Does anyone know if it's by design, a bug or is an addl. option available somewhere to enable the FortiView lookup?
This is from the traffic logs:
These are the custom signatures under test (provided fyio, work-in-progress):
F-SBID( --name "SSLv1.0"; --app_cat 15; --protocol tcp; --flow bi_direction; --service SSL; --parsed_type SSL_PCT; --technology 0; --vendor 0; --risk 5; --pop 0; ) F-SBID( --name "SSLv2.0"; --app_cat 15; --protocol tcp; --flow bi_direction; --service SSL; --parsed_type SSL_V2; --technology 0; --vendor 0; --risk 5; --pop 1; ) F-SBID( --name "SSLv3.0"; --app_cat 15; --protocol tcp; --flow bi_direction; --service SSL; --pattern "|16 03 00|"; --within 3,packet; --technology 0; --vendor 0; --risk 4; --pop 3; ) F-SBID( --name "TLSv1.0"; --app_cat 15; --protocol tcp; --flow bi_direction; --service SSL; --pattern "|16 03 01|"; --within 3,packet; --technology 0; --vendor 0; --risk 3; --pop 3; ) F-SBID( --name "TLSv1.1"; --app_cat 15; --protocol tcp; --flow bi_direction; --service SSL; --pattern "|16 03 02|"; --within 3,packet; --technology 0; --vendor 0; --risk 3; --pop 3; ) F-SBID( --name "TLSv1.2"; --app_cat 15; --protocol tcp; --flow bi_direction; --service SSL; --pattern "|16 03 03|"; --within 3,packet; --technology 0; --vendor 0; --risk 2; --pop 3; )

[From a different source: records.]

//! FFI bindings for campus insights
//!
//! This module provides C-compatible functions for calling the engine from the
//! mobile host. All functions use C strings (null-terminated) and return
//! allocated memory that must be freed by the caller using
//! `insights_free_string`.

use std::cell::RefCell;
use std::ffi::{CStr, CString};
use std::os::raw::c_char;
use std::ptr;

use crate::config::InsightsConfig;
use crate::engine::InsightsEngine;
use crate::pipeline::compute_json_with;
use crate::types::ParticipantPair;

// Thread-local storage for the last error message
thread_local! {
    static LAST_ERROR: RefCell<Option<CString>> = const { RefCell::new(None) };
}

fn set_last_error(msg: &str) {
    LAST_ERROR.with(|e| {
        *e.borrow_mut() = CString::new(msg).ok();
    });
}

fn clear_last_error() {
    LAST_ERROR.with(|e| {
        *e.borrow_mut() = None;
    });
}

/// Helper to convert C string to Rust string
unsafe fn cstr_to_string(ptr: *const c_char) -> Option<String> {
    if ptr.is_null() {
        return None;
    }
    CStr::from_ptr(ptr).to_str().ok().map(|s| s.to_string())
}

/// Helper to convert Rust string to C string (caller must free)
fn string_to_cstr(s: &str) -> *mut c_char {
    match CString::new(s) {
        Ok(cstr) => cstr.into_raw(),
        Err(_) => ptr::null_mut(),
    }
}

fn compute_with_engine(engine: &InsightsEngine, snapshot: &str) -> *mut c_char {
    match compute_json_with(engine, snapshot) {
        Ok(json) => string_to_cstr(&json),
        Err(e) => {
            set_last_error(&e.to_string());
            ptr::null_mut()
        }
    }
}

// ============================================================================
// Computation
// ============================================================================

/// Compute insights for a conversation snapshot JSON.
///
/// # Safety
/// - `snapshot_json` must be a valid null-terminated C string.
/// - Returns a newly allocated string that must be freed with `insights_free_string`.
/// - Returns NULL on error; call `insights_last_error` to get the error message.
#[no_mangle]
pub unsafe extern "C" fn insights_compute(snapshot_json: *const c_char) -> *mut c_char {
    clear_last_error();

    let snapshot = match cstr_to_string(snapshot_json) {
        Some(s) => s,
        None => {
            set_last_error("Invalid snapshot string pointer");
            return ptr::null_mut();
        }
    };

    compute_with_engine(&InsightsEngine::default(), &snapshot)
}

/// Compute insights with a JSON engine configuration.
///
/// # Safety
/// - `snapshot_json` and `config_json` must be valid null-terminated C strings.
/// - Returns a newly allocated string that must be freed with `insights_free_string`.
/// - Returns NULL on error (including an invalid config); call
///   `insights_last_error` to get the error message.
#[no_mangle]
pub unsafe extern "C" fn insights_compute_with_config(
    snapshot_json: *const c_char,
    config_json: *const c_char,
) -> *mut c_char {
    clear_last_error();

    let snapshot = match cstr_to_string(snapshot_json) {
        Some(s) => s,
        None => {
            set_last_error("Invalid snapshot string pointer");
            return ptr::null_mut();
        }
    };

    let config = match cstr_to_string(config_json) {
        Some(s) => s,
        None => {
            set_last_error("Invalid config string pointer");
            return ptr::null_mut();
        }
    };

    let engine = match InsightsConfig::from_json(&config).and_then(InsightsEngine::with_config) {
        Ok(engine) => engine,
        Err(e) => {
            set_last_error(&e.to_string());
            return ptr::null_mut();
        }
    };

    compute_with_engine(&engine, &snapshot)
}

/// Order two participant ids canonically.
///
/// Returns a JSON object `{"user_a": ..., "user_b": ...}`.
///
/// # Safety
/// - `first` and `second` must be valid null-terminated C strings.
/// - Returns a newly allocated string that must be freed with `insights_free_string`.
/// - Returns NULL on error; call `insights_last_error` to get the error message.
#[no_mangle]
pub unsafe extern "C" fn insights_canonical_pair(
    first: *const c_char,
    second: *const c_char,
) -> *mut c_char {
    clear_last_error();

    let (first, second) = match (cstr_to_string(first), cstr_to_string(second)) {
        (Some(a), Some(b)) => (a, b),
        _ => {
            set_last_error("Invalid participant id pointer");
            return ptr::null_mut();
        }
    };

    match serde_json::to_string(&ParticipantPair::canonical(first, second)) {
        Ok(json) => string_to_cstr(&json),
        Err(e) => {
            set_last_error(&e.to_string());
            ptr::null_mut()
        }
    }
}

// ============================================================================
// Memory Management
// ============================================================================

/// Free a string returned by insights functions.
///
/// # Safety
/// - `ptr` must be a valid pointer returned by an insights function, or NULL.
/// - After calling this function, the pointer is invalid.
#[no_mangle]
pub unsafe extern "C" fn insights_free_string(ptr: *mut c_char) {
    if !ptr.is_null() {
        drop(CString::from_raw(ptr));
    }
}

// ============================================================================
// Error Handling
// ============================================================================

/// Get the last error message.
///
/// # Safety
/// - Returns a pointer to a thread-local error string.
/// - The returned pointer is valid until the next insights call on this thread.
/// - Do NOT free the returned pointer.
/// - Returns NULL if no error occurred.
#[no_mangle]
pub unsafe extern "C" fn insights_last_error() -> *const c_char {
    LAST_ERROR.with(|e| match &*e.borrow() {
        Some(cstr) => cstr.as_ptr(),
        None => ptr::null(),
    })
}

/// Get the library version.
///
/// # Safety
/// - Returns a pointer to a static string. Do NOT free.
#[no_mangle]
pub unsafe extern "C" fn insights_version() -> *const c_char {
    static VERSION: &[u8] = concat!(env!("CARGO_PKG_VERSION"), "\0").as_bytes();
    VERSION.as_ptr() as *const c_char
}

#[cfg(test)]
mod tests {
    use super::*;

    fn sample_snapshot() -> CString {
        CString::new(
            r#"{
            "conversation_id": "conv-ffi",
            "user_a": "A",
            "user_b": "B",
            "messages": [
                { "sender_id": "A", "timestamp": 0 },
                { "sender_id": "B", "timestamp": 60000 },
                { "sender_id": "A", "timestamp": 125000 }
            ]
        }"#,
        )
        .unwrap()
    }

    #[test]
    fn test_ffi_compute() {
        let snapshot = sample_snapshot();

        unsafe {
            let result = insights_compute(snapshot.as_ptr());
            assert!(!result.is_null());

            let result_str = CStr::from_ptr(result).to_str().unwrap();
            let payload: serde_json::Value = serde_json::from_str(result_str).unwrap();
            assert_eq!(payload["conversation_id"], "conv-ffi");
            assert_eq!(payload["median_reply_time_ms"], 62500);

            insights_free_string(result);
        }
    }

    #[test]
    fn test_ffi_compute_with_config() {
        let snapshot = sample_snapshot();
        let config = CString::new(r#"{ "burst_gap_ms": 30000 }"#).unwrap();

        unsafe {
            let result = insights_compute_with_config(snapshot.as_ptr(), config.as_ptr());
            assert!(!result.is_null());

            let payload: serde_json::Value =
                serde_json::from_str(CStr::from_ptr(result).to_str().unwrap()).unwrap();
            assert_eq!(payload["bursts_total"], 3);

            insights_free_string(result);
        }
    }

    #[test]
    fn test_ffi_rejects_invalid_config() {
        let snapshot = sample_snapshot();
        let config = CString::new(r#"{ "volume_weight": 2.0 }"#).unwrap();

        unsafe {
            let result = insights_compute_with_config(snapshot.as_ptr(), config.as_ptr());
            assert!(result.is_null());

            let error = CStr::from_ptr(insights_last_error()).to_str().unwrap();
            assert!(error.contains("Invalid configuration"));
        }
    }

    #[test]
    fn test_ffi_error_handling() {
        unsafe {
            let invalid = CString::new("not json").unwrap();
            let result = insights_compute(invalid.as_ptr());
            assert!(result.is_null());

            let error = insights_last_error();
            assert!(!error.is_null());
            assert!(!CStr::from_ptr(error).to_str().unwrap().is_empty());

            assert!(insights_compute(ptr::null()).is_null());

            // A successful call clears the error
            let snapshot = sample_snapshot();
            let result = insights_compute(snapshot.as_ptr());
            assert!(insights_last_error().is_null());
            insights_free_string(result);
        }
    }

    #[test]
    fn test_ffi_canonical_pair() {
        let first = CString::new("zed").unwrap();
        let second = CString::new("amy").unwrap();

        unsafe {
            let result = insights_canonical_pair(first.as_ptr(), second.as_ptr());
            assert!(!result.is_null());

            let pair: ParticipantPair =
                serde_json::from_str(CStr::from_ptr(result).to_str().unwrap()).unwrap();
            assert_eq!(pair.user_a, "amy");
            assert_eq!(pair.user_b, "zed");

            insights_free_string(result);
        }
    }

    #[test]
    fn test_ffi_version() {
        unsafe {
            let version = insights_version();
            assert!(!version.is_null());
            assert!(!CStr::from_ptr(version).to_str().unwrap().is_empty());
        }
    }
}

Each of the signatures is additionally completed on the CLI:
config application custom edit "<name here>" set comment '' set signature "<signature here>" set category 15 set protocol TCP SSL set technology Network-Protocol set vendor Other next
(using the definitions this way requires to override the rules individually, otherwise only 'SSL' is detected).
All comments are appreciated.